** WORK ORDER **
Which lines come from the start of the records through the line that holds "self.detect_cycles(ctx);"? Write them out word for word.

(Stored items)
-=-=-=-=-
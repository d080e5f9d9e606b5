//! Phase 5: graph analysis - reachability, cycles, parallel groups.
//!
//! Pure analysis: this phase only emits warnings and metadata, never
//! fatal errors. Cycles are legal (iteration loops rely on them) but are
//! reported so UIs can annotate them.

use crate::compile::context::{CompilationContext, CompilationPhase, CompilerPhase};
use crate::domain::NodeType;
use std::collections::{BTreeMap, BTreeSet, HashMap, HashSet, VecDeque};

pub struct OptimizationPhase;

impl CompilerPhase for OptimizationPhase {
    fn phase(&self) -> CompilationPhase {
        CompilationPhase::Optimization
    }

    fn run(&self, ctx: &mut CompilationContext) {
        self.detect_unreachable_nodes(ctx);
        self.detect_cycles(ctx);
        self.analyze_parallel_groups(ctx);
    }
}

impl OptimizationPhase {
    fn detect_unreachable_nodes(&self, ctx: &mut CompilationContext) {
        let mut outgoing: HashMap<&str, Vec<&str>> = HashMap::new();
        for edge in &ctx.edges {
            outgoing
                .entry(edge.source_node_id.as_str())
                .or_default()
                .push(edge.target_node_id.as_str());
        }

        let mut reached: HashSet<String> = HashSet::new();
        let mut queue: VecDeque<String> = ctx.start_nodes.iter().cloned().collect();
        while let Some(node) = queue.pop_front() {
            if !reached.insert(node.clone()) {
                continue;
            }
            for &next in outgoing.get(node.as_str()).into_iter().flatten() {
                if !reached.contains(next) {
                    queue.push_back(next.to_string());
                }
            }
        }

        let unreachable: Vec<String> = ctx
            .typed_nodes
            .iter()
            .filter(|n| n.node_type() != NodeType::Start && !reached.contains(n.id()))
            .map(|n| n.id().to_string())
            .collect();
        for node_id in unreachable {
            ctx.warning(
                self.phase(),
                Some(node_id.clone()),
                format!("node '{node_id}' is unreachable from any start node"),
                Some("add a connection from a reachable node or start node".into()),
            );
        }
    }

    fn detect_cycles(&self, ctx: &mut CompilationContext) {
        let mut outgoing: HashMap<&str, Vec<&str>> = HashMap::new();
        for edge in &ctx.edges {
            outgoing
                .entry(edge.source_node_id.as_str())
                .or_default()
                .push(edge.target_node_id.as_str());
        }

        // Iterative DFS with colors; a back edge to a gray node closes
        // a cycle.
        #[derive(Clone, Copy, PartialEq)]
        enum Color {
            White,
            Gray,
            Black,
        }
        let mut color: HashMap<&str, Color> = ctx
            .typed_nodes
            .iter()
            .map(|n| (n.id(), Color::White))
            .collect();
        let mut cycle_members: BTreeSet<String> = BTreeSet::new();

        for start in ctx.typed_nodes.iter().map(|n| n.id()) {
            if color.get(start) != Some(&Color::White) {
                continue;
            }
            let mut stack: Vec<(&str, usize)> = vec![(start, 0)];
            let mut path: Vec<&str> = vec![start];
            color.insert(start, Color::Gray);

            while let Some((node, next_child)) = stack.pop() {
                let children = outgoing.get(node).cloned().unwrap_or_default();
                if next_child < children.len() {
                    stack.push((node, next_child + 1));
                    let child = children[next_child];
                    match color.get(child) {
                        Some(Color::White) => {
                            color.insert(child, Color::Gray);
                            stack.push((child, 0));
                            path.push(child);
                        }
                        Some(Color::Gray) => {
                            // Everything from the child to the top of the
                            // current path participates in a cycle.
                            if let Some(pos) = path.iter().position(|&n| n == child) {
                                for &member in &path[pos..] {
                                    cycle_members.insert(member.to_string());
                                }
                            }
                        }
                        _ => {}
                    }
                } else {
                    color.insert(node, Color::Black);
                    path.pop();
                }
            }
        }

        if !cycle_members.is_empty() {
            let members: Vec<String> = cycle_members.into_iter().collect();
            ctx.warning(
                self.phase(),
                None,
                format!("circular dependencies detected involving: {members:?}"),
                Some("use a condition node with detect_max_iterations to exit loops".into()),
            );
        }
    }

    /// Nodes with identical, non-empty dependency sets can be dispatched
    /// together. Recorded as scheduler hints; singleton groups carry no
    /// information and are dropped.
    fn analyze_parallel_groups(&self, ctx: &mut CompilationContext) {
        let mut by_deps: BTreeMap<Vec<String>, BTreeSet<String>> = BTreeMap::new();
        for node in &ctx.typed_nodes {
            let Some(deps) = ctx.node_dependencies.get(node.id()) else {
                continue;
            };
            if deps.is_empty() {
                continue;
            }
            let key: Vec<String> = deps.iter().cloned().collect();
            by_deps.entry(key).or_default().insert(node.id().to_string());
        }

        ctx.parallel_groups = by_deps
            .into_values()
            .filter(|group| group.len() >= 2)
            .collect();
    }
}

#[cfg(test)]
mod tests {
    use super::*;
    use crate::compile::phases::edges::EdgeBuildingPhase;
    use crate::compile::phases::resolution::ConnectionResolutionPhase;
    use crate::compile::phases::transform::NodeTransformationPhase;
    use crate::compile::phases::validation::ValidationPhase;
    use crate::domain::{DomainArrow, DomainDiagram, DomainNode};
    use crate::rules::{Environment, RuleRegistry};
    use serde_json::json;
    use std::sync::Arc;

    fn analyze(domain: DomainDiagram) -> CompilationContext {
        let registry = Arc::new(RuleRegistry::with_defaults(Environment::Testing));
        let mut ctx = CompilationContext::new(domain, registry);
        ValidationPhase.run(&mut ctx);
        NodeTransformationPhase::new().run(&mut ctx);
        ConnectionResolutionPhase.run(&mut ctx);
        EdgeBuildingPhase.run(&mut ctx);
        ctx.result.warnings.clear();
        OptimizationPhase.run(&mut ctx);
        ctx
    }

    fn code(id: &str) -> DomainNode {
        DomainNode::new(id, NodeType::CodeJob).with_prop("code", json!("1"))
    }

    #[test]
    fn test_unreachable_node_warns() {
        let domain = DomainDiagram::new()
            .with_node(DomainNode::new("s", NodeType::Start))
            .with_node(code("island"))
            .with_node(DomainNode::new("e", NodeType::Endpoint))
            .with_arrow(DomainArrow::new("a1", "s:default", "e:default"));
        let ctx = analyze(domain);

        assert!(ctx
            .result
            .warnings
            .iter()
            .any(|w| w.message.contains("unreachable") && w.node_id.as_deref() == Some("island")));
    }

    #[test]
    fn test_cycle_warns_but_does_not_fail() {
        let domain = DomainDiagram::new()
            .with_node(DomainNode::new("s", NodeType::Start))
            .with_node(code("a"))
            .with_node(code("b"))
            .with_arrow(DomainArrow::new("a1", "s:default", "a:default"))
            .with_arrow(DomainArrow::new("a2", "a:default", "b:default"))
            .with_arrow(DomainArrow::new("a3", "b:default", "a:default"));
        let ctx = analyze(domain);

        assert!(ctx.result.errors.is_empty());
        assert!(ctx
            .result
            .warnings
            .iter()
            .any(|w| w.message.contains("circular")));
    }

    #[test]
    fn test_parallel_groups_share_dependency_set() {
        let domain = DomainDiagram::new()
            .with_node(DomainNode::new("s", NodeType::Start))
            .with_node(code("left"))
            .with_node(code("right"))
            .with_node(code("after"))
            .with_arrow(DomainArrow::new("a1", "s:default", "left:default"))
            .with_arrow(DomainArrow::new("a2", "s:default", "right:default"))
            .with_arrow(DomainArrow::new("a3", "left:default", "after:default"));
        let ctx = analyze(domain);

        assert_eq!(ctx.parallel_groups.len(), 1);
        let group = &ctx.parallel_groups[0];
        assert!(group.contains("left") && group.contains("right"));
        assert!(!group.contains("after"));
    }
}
-=-=-=-=-
** SOLUTION FOR THIS TASK **
repository d080e5f9d9e606b5
//! Phase 5: graph analysis - reachability, cycles, parallel groups.
//!
//! Pure analysis: this phase only emits warnings and metadata, never
//! fatal errors. Cycles are legal (iteration loops rely on them) but are
//! reported so UIs can annotate them.

use crate::compile::context::{CompilationContext, CompilationPhase, CompilerPhase};
use crate::domain::NodeType;
use std::collections::{BTreeMap, BTreeSet, HashMap, HashSet, VecDeque};

pub struct OptimizationPhase;

impl CompilerPhase for OptimizationPhase {
    fn phase(&self) -> CompilationPhase {
        CompilationPhase::Optimization
    }

    fn run(&self, ctx: &mut CompilationContext) {
        self.detect_unreachable_nodes(ctx);
        self.detect_cycles(ctx);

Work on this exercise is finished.